*INFORMATION PROVIDED*:
use teloxide::prelude::*;
use teloxide::types::{ChatMemberKind, Recipient};

/// Owners, administrators and regular members may use gated features.
pub fn grants_access(kind: &ChatMemberKind) -> bool {
    matches!(
        kind,
        ChatMemberKind::Owner(_) | ChatMemberKind::Administrator(_) | ChatMemberKind::Member
    )
}

/// Asks Telegram whether `user_id` is in the promo channel.
/// Any API failure counts as "not a member".
pub async fn is_channel_member(bot: &Bot, channel: Recipient, user_id: UserId) -> bool {
    match bot.get_chat_member(channel.clone(), user_id).await {
        Ok(member) => grants_access(&member.kind),
        Err(e) => {
            tracing::warn!(
                "Membership check for user {} in {:?} failed, denying access: {}",
                user_id, channel, e
            );
            false
        }
    }
}
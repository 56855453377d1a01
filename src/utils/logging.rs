use tracing::{debug, error, info, warn};

/// Logs command start with consistent format
pub fn log_command_start(command: &str, user: &str, user_id: i64, chat_id: i64, details: Option<&str>) {
    match details {
        Some(d) => info!(
            "CMD_START: {} by {}({}) in chat {} - {}",
            command, user, user_id, chat_id, d
        ),
        None => info!(
            "CMD_START: {} by {}({}) in chat {}",
            command, user, user_id, chat_id
        ),
    }
}

/// Logs command completion with consistent format
pub fn log_command_success(command: &str, user_id: i64, details: Option<&str>) {
    match details {
        Some(d) => info!("CMD_SUCCESS: {} by {} - {}", command, user_id, d),
        None => info!("CMD_SUCCESS: {} by {}", command, user_id),
    }
}

/// Logs command errors with consistent format
pub fn log_command_error(command: &str, user_id: i64, error: &str) {
    error!("CMD_ERROR: {} by {} - {}", command, user_id, error);
}

/// Logs a non-admin trying an admin command
pub fn log_admin_denied(command: &str, user: &str, user_id: i64) {
    warn!("ADMIN_DENIED: {} attempted by {}({})", command, user, user_id);
}

/// Logs the outcome of a broadcast run
pub fn log_broadcast_summary(kind: &str, delivered: usize, failed: usize) {
    if failed > 0 {
        warn!("BROADCAST: {} finished - {} delivered, {} failed", kind, delivered, failed);
    } else {
        info!("BROADCAST: {} finished - {} delivered", kind, delivered);
    }
}

/// Logs database operations with consistent format
pub fn log_database_operation(operation: &str, table: &str, details: Option<&str>) {
    match details {
        Some(d) => debug!("DB_OP: {} on {} - {}", operation, table, d),
        None => debug!("DB_OP: {} on {}", operation, table),
    }
}

/// Logs database errors with consistent format
pub fn log_database_error(operation: &str, table: &str, error: &str) {
    error!("DB_ERROR: {} on {} failed: {}", operation, table, error);
}

/// Logs system events with consistent format
pub fn log_system_event(event: &str, details: Option<&str>) {
    match details {
        Some(d) => info!("SYSTEM: {} - {}", event, d),
        None => info!("SYSTEM: {}", event),
    }
}
use chrono::Utc;
use serde::{Deserialize, Serialize};
use sqlx::FromRow;

#[derive(Debug, Clone, FromRow, Serialize, Deserialize)]
pub struct User {
    pub user_id: i64,
    pub username: Option<String>,
    pub first_name: String,
    pub joined_at: String,
    pub subscribed: bool,
    pub notifications_enabled: bool,
    pub last_active_at: String,
}

impl User {
    /// Creates the user on first contact and refreshes names and the
    /// last-active timestamp afterwards. `subscribed` is only written when
    /// known; the notification flag is never reset here.
    pub async fn record_activity(
        pool: &sqlx::SqlitePool,
        user_id: i64,
        username: Option<&str>,
        first_name: &str,
        subscribed: Option<bool>,
    ) -> Result<Self, sqlx::Error> {
        let now = Utc::now().to_rfc3339();

        sqlx::query(
            r#"
            INSERT INTO users (user_id, username, first_name, joined_at, subscribed,
                               notifications_enabled, last_active_at)
            VALUES (?, ?, ?, ?, COALESCE(?, 0), 1, ?)
            ON CONFLICT(user_id) DO UPDATE SET
                username = excluded.username,
                first_name = excluded.first_name,
                subscribed = COALESCE(?, users.subscribed),
                last_active_at = excluded.last_active_at
            "#,
        )
        .bind(user_id)
        .bind(username)
        .bind(first_name)
        .bind(&now)
        .bind(subscribed)
        .bind(&now)
        .bind(subscribed)
        .execute(pool)
        .await?;

        Self::find_by_id(pool, user_id)
            .await?
            .ok_or(sqlx::Error::RowNotFound)
    }

    pub async fn find_by_id(pool: &sqlx::SqlitePool, user_id: i64) -> Result<Option<Self>, sqlx::Error> {
        sqlx::query_as::<_, User>(
            "SELECT user_id, username, first_name, joined_at, subscribed, notifications_enabled, last_active_at \
             FROM users WHERE user_id = ?",
        )
        .bind(user_id)
        .fetch_optional(pool)
        .await
    }

    /// Returns `false` when the user has never talked to the bot.
    pub async fn set_notifications(
        pool: &sqlx::SqlitePool,
        user_id: i64,
        enabled: bool,
    ) -> Result<bool, sqlx::Error> {
        let result = sqlx::query("UPDATE users SET notifications_enabled = ? WHERE user_id = ?")
            .bind(enabled)
            .bind(user_id)
            .execute(pool)
            .await?;
        Ok(result.rows_affected() > 0)
    }

    /// Chat ids that receive broadcasts: channel subscribers with notifications on.
    pub async fn broadcast_recipients(pool: &sqlx::SqlitePool) -> Result<Vec<i64>, sqlx::Error> {
        sqlx::query_scalar::<_, i64>(
            "SELECT user_id FROM users WHERE subscribed = 1 AND notifications_enabled = 1 ORDER BY user_id",
        )
        .fetch_all(pool)
        .await
    }

    pub async fn count(pool: &sqlx::SqlitePool) -> Result<i64, sqlx::Error> {
        sqlx::query_scalar::<_, i64>("SELECT COUNT(*) FROM users")
            .fetch_one(pool)
            .await
    }

    pub async fn count_subscribed(pool: &sqlx::SqlitePool) -> Result<i64, sqlx::Error> {
        sqlx::query_scalar::<_, i64>("SELECT COUNT(*) FROM users WHERE subscribed = 1")
            .fetch_one(pool)
            .await
    }
}
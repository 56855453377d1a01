use chrono::Utc;
use teloxide::prelude::*;
use teloxide::types::InlineKeyboardMarkup;

use crate::bot::commands::start::{ensure_member, remember_user};
use crate::bot::commands::Sender;
use crate::bot::{keyboards, reply_markdown, templates, BotContext};
use crate::database::models::{Product, User, UserPreference};
use crate::utils::feedback::CommandFeedback;
use crate::utils::logging::{log_command_error, log_command_start, log_command_success, log_database_error};

/// Products shown by `/promo`, `/flashsale` and a category pick.
pub const LIST_SIZE: i64 = 5;

/// A rendered screen: MarkdownV2 text plus its keyboard.
pub type Screen = (String, Option<InlineKeyboardMarkup>);

pub async fn promo_screen(ctx: &BotContext) -> Result<Screen, sqlx::Error> {
    let products = Product::top_active(&ctx.db.pool, LIST_SIZE).await?;
    let text = templates::promo_list(&products, &Utc::now(), ctx.branding());
    Ok((text, None))
}

pub async fn flash_sale_screen(ctx: &BotContext) -> Result<Screen, sqlx::Error> {
    let products = Product::flash_sales(&ctx.db.pool, LIST_SIZE).await?;
    let text = templates::flash_sale_list(&products, ctx.branding());
    let keyboard = products
        .is_empty()
        .then(|| keyboards::empty_flash_sale_keyboard(&ctx.config.channel_link()));
    Ok((text, keyboard))
}

pub fn category_picker_screen() -> Screen {
    (templates::category_picker(), Some(keyboards::category_keyboard()))
}

/// Saves the pick as a preference and lists matching deals.
pub async fn category_screen(ctx: &BotContext, user_id: i64, slug: &str) -> Result<Screen, sqlx::Error> {
    let label = keyboards::category_label(slug).unwrap_or(slug);

    UserPreference::save(&ctx.db.pool, user_id, slug).await?;
    let products = Product::by_category(&ctx.db.pool, label, LIST_SIZE).await?;

    Ok((
        templates::category_result(label, &products),
        Some(keyboards::category_result_keyboard()),
    ))
}

async fn send_screen(
    bot: &Bot,
    msg: &Message,
    sender: &Sender,
    command: &str,
    screen: Result<Screen, sqlx::Error>,
) -> ResponseResult<()> {
    match screen {
        Ok((text, keyboard)) => {
            reply_markdown(bot, msg.chat.id, text, keyboard).await?;
            log_command_success(command, sender.id(), None);
        }
        Err(e) => {
            log_database_error(command, "products", &e.to_string());
            log_command_error(command, sender.id(), &e.to_string());
            CommandFeedback::new(bot.clone(), msg.chat.id)
                .error("Gagal memuat promo. Coba lagi sebentar lagi.")
                .await?;
        }
    }
    Ok(())
}

pub async fn handle_promo(bot: Bot, msg: Message, sender: Sender, ctx: &BotContext) -> ResponseResult<()> {
    log_command_start("promo", sender.display_name(), sender.id(), msg.chat.id.0, None);
    if !ensure_member(&bot, msg.chat.id, &sender, ctx).await? {
        return Ok(());
    }
    send_screen(&bot, &msg, &sender, "promo", promo_screen(ctx).await).await
}

pub async fn handle_flash_sale(bot: Bot, msg: Message, sender: Sender, ctx: &BotContext) -> ResponseResult<()> {
    log_command_start("flashsale", sender.display_name(), sender.id(), msg.chat.id.0, None);
    if !ensure_member(&bot, msg.chat.id, &sender, ctx).await? {
        return Ok(());
    }
    send_screen(&bot, &msg, &sender, "flashsale", flash_sale_screen(ctx).await).await
}

pub async fn handle_kategori(bot: Bot, msg: Message, sender: Sender, ctx: &BotContext) -> ResponseResult<()> {
    log_command_start("kategori", sender.display_name(), sender.id(), msg.chat.id.0, None);
    if !ensure_member(&bot, msg.chat.id, &sender, ctx).await? {
        return Ok(());
    }
    send_screen(&bot, &msg, &sender, "kategori", Ok(category_picker_screen())).await
}

/// Flips the sender's own notification flag.
pub async fn handle_notif(bot: Bot, msg: Message, sender: Sender, ctx: &BotContext) -> ResponseResult<()> {
    log_command_start("notif", sender.display_name(), sender.id(), msg.chat.id.0, None);
    remember_user(ctx, &sender, None).await;

    let feedback = CommandFeedback::new(bot.clone(), msg.chat.id);
    let toggled = async {
        let user = User::find_by_id(&ctx.db.pool, sender.id())
            .await?
            .ok_or(sqlx::Error::RowNotFound)?;
        let enabled = !user.notifications_enabled;
        User::set_notifications(&ctx.db.pool, sender.id(), enabled).await?;
        Ok::<bool, sqlx::Error>(enabled)
    }
    .await;

    match toggled {
        Ok(enabled) => {
            reply_markdown(&bot, msg.chat.id, templates::notifications_toggled(enabled), None).await?;
            log_command_success("notif", sender.id(), Some(if enabled { "on" } else { "off" }));
        }
        Err(e) => {
            log_database_error("set_notifications", "users", &e.to_string());
            feedback.error("Gagal mengubah pengaturan notifikasi.").await?;
        }
    }
    Ok(())
}
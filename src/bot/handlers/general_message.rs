use teloxide::prelude::*;

use crate::utils::feedback::CommandFeedback;

/// Hint shown for text that is not a known command, or `None` to stay quiet.
pub fn hint_for(text: &str) -> Option<(String, &'static str)> {
    let text = text.trim();

    if text.starts_with('/') {
        let command = text.split_whitespace().next().unwrap_or(text);
        return Some((
            format!("Command tidak dikenal: {command}"),
            "Ketik /help untuk melihat semua command.",
        ));
    }

    let lower = text.to_lowercase();
    if lower.contains("promo") || lower.contains("diskon") {
        return Some((String::new(), "Cari promo? Ketik /promo atau /flashsale"));
    }

    None
}

/// Private-chat fallback for anything the command parser rejected.
pub async fn handle_general_message(bot: Bot, msg: Message) -> ResponseResult<()> {
    if !msg.chat.is_private() {
        return Ok(());
    }

    let Some((error, suggestion)) = msg.text().and_then(hint_for) else {
        return Ok(());
    };

    let feedback = CommandFeedback::new(bot, msg.chat.id);
    if error.is_empty() {
        feedback.info(suggestion).await?;
    } else {
        feedback.validation_error(&error, suggestion).await?;
    }
    Ok(())
}

#[cfg(test)]
mod tests {
    use super::*;

    #[test]
    fn test_unknown_command_hint() {
        let (error, suggestion) = hint_for("/diskonan sekarang").unwrap();
        assert_eq!(error, "Command tidak dikenal: /diskonan");
        assert!(suggestion.contains("/help"));
    }

    #[test]
    fn test_promo_keyword_hint() {
        let (error, suggestion) = hint_for("ada diskon hari ini?").unwrap();
        assert!(error.is_empty());
        assert!(suggestion.contains("/promo"));
    }

    #[test]
    fn test_small_talk_is_ignored() {
        assert_eq!(hint_for("terima kasih"), None);
    }
}
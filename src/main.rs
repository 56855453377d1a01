//! # Shopee Promo Bot Main Entry Point
//!
//! Initializes logging, loads configuration, prepares the database,
//! starts the daily broadcast schedule and the health server, and runs
//! the Telegram dispatcher until Ctrl-C.

use std::sync::Arc;

use anyhow::Result;
use teloxide::dispatching::dialogue::InMemStorage;
use teloxide::prelude::*;
use tracing::info;
use tracing_subscriber::{layer::SubscriberExt, util::SubscriberInitExt};

use shopee_promo_bot::bot::handlers::BotHandler;
use shopee_promo_bot::bot::BotContext;
use shopee_promo_bot::config::Config;
use shopee_promo_bot::database::connection::DatabaseManager;
use shopee_promo_bot::services::health::HealthService;
use shopee_promo_bot::services::scheduler::DailyBroadcastService;

#[tokio::main]
async fn main() -> Result<()> {
    tracing_subscriber::registry()
        .with(
            tracing_subscriber::EnvFilter::try_from_default_env()
                .unwrap_or_else(|_| "shopee_promo_bot=debug,tower_http=debug".into()),
        )
        .with(tracing_subscriber::fmt::layer())
        .init();

    dotenvy::dotenv().ok();
    let config = Arc::new(Config::from_env()?);

    info!("Starting Shopee Promo Bot v{}", env!("CARGO_PKG_VERSION"));
    info!(
        "Configuration loaded - Database: {}, HTTP Port: {}, Channel: {}",
        config.database_url, config.http_port, config.channel_username
    );
    if config.admin_id.is_none() {
        tracing::warn!("ADMIN_ID is not set, admin commands are disabled");
    }

    info!("Initializing database connection...");
    let db_manager = DatabaseManager::new(&config.database_url).await?;
    info!("Running database migrations...");
    db_manager.run_migrations().await?;
    let db_arc = Arc::new(db_manager);
    info!("Database initialized successfully");

    info!("Initializing Telegram bot...");
    let bot = Bot::new(&config.telegram_bot_token);
    let bot_username = match bot.get_me().await {
        Ok(me) => me.user.username.clone(),
        Err(e) => {
            tracing::warn!("Could not fetch bot profile: {}", e);
            None
        }
    };
    let ctx = BotContext::new(bot.clone(), db_arc.as_ref().clone(), config.clone(), bot_username);
    let handler = BotHandler::new(ctx.clone());
    info!("Telegram bot initialized successfully");

    info!("Initializing daily broadcast service...");
    let mut broadcast_service = DailyBroadcastService::new(
        ctx.broadcaster.clone(),
        config.morning_hour,
        config.evening_hour,
        config.utc_offset_hours,
    )
    .await
    .map_err(|e| anyhow::anyhow!("Failed to create broadcast service: {}", e))?;

    if let Err(e) = broadcast_service.start().await {
        tracing::error!("Failed to start broadcast service: {}", e);
    }

    let health_service = HealthService::new(db_arc.clone());
    let listener = tokio::net::TcpListener::bind(format!("0.0.0.0:{}", config.http_port))
        .await
        .map_err(|e| anyhow::anyhow!("Failed to bind to port {}: {}", config.http_port, e))?;

    info!("Health check server starting on port {}", config.http_port);

    let bot_task = tokio::spawn(async move {
        let storage: Arc<InMemStorage<()>> = InMemStorage::new();
        Dispatcher::builder(bot, handler.schema())
            .dependencies(dptree::deps![storage])
            .enable_ctrlc_handler()
            .build()
            .dispatch()
            .await;
    });

    let health_task = tokio::spawn(async move {
        if let Err(e) = axum::serve(listener, health_service.router).await {
            tracing::error!("Health server error: {}", e);
        }
    });

    tokio::select! {
        result = bot_task => {
            if let Err(e) = result {
                tracing::error!("Bot task error: {}", e);
            }
        }
        result = health_task => {
            if let Err(e) = result {
                tracing::error!("Health task error: {}", e);
            }
        }
    }

    if let Err(e) = broadcast_service.stop().await {
        tracing::warn!("Error stopping broadcast service: {}", e);
    }

    info!("Application stopped");
    Ok(())
}
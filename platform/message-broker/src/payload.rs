//! Dynamically-typed payload trees
//!
//! `Payload` is the closed set of value kinds that can cross the boundary
//! between a typed event payload and the Avro encoder. Every JSON value maps
//! to exactly one variant, so normalization never fails.

use serde::{de::DeserializeOwned, Serialize};
use std::collections::BTreeMap;

use crate::error::{BrokerError, BrokerResult};

#[derive(Debug, Clone, PartialEq)]
pub enum Payload {
    Null,
    Bool(bool),
    Int(i64),
    Float(f64),
    String(String),
    List(Vec<Payload>),
    Map(BTreeMap<String, Payload>),
}

impl Payload {
    /// Normalize a JSON tree
    ///
    /// Numbers become `Int` when they have no fractional part and fit in an
    /// `i64`, otherwise `Float`.
    pub fn normalize(value: serde_json::Value) -> Self {
        match value {
            serde_json::Value::Null => Payload::Null,
            serde_json::Value::Bool(b) => Payload::Bool(b),
            serde_json::Value::String(s) => Payload::String(s),
            serde_json::Value::Number(n) => {
                if let Some(i) = n.as_i64() {
                    return Payload::Int(i);
                }
                // u64 above i64::MAX or a real float
                let f = n.as_f64().unwrap_or(f64::NAN);
                if f.fract() == 0.0 && f >= i64::MIN as f64 && f < i64::MAX as f64 {
                    Payload::Int(f as i64)
                } else {
                    Payload::Float(f)
                }
            }
            serde_json::Value::Array(items) => {
                Payload::List(items.into_iter().map(Payload::normalize).collect())
            }
            serde_json::Value::Object(fields) => Payload::Map(
                fields
                    .into_iter()
                    .map(|(k, v)| (k, Payload::normalize(v)))
                    .collect(),
            ),
        }
    }

    /// Serialize a typed payload and normalize the result
    pub fn from_serialize<T: Serialize>(data: &T) -> BrokerResult<Self> {
        let value = serde_json::to_value(data).map_err(|e| BrokerError::Encode(e.to_string()))?;
        Ok(Payload::normalize(value))
    }

    /// Convert back into a JSON tree
    ///
    /// Non-finite floats have no JSON representation and become `null`.
    pub fn into_json(self) -> serde_json::Value {
        match self {
            Payload::Null => serde_json::Value::Null,
            Payload::Bool(b) => serde_json::Value::Bool(b),
            Payload::Int(i) => serde_json::Value::from(i),
            Payload::Float(f) => serde_json::Number::from_f64(f)
                .map(serde_json::Value::Number)
                .unwrap_or(serde_json::Value::Null),
            Payload::String(s) => serde_json::Value::String(s),
            Payload::List(items) => {
                serde_json::Value::Array(items.into_iter().map(Payload::into_json).collect())
            }
            Payload::Map(fields) => serde_json::Value::Object(
                fields.into_iter().map(|(k, v)| (k, v.into_json())).collect(),
            ),
        }
    }

    /// Deserialize into a typed payload
    pub fn into_typed<T: DeserializeOwned>(self) -> BrokerResult<T> {
        serde_json::from_value(self.into_json()).map_err(|e| BrokerError::Decode(e.to_string()))
    }

    /// Short name of the variant, used in error messages
    pub fn kind(&self) -> &'static str {
        match self {
            Payload::Null => "null",
            Payload::Bool(_) => "bool",
            Payload::Int(_) => "int",
            Payload::Float(_) => "float",
            Payload::String(_) => "string",
            Payload::List(_) => "list",
            Payload::Map(_) => "map",
        }
    }
}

*WORK REQUIRED*: Going down the listing above, begin printing at the line with "i64, slug: &str)" and finish with the line with "Product::by_category(&ctx.db.pool, label, LIST_SIZE).await?;", exactly as they appear.

*RESULT FOR THIS TASK*:
pub async fn category_screen(ctx: &BotContext, user_id: i64, slug: &str) -> Result<Screen, sqlx::Error> {
    let label = keyboards::category_label(slug).unwrap_or(slug);

    UserPreference::save(&ctx.db.pool, user_id, slug).await?;
    let products = Product::by_category(&ctx.db.pool, label, LIST_SIZE).await?;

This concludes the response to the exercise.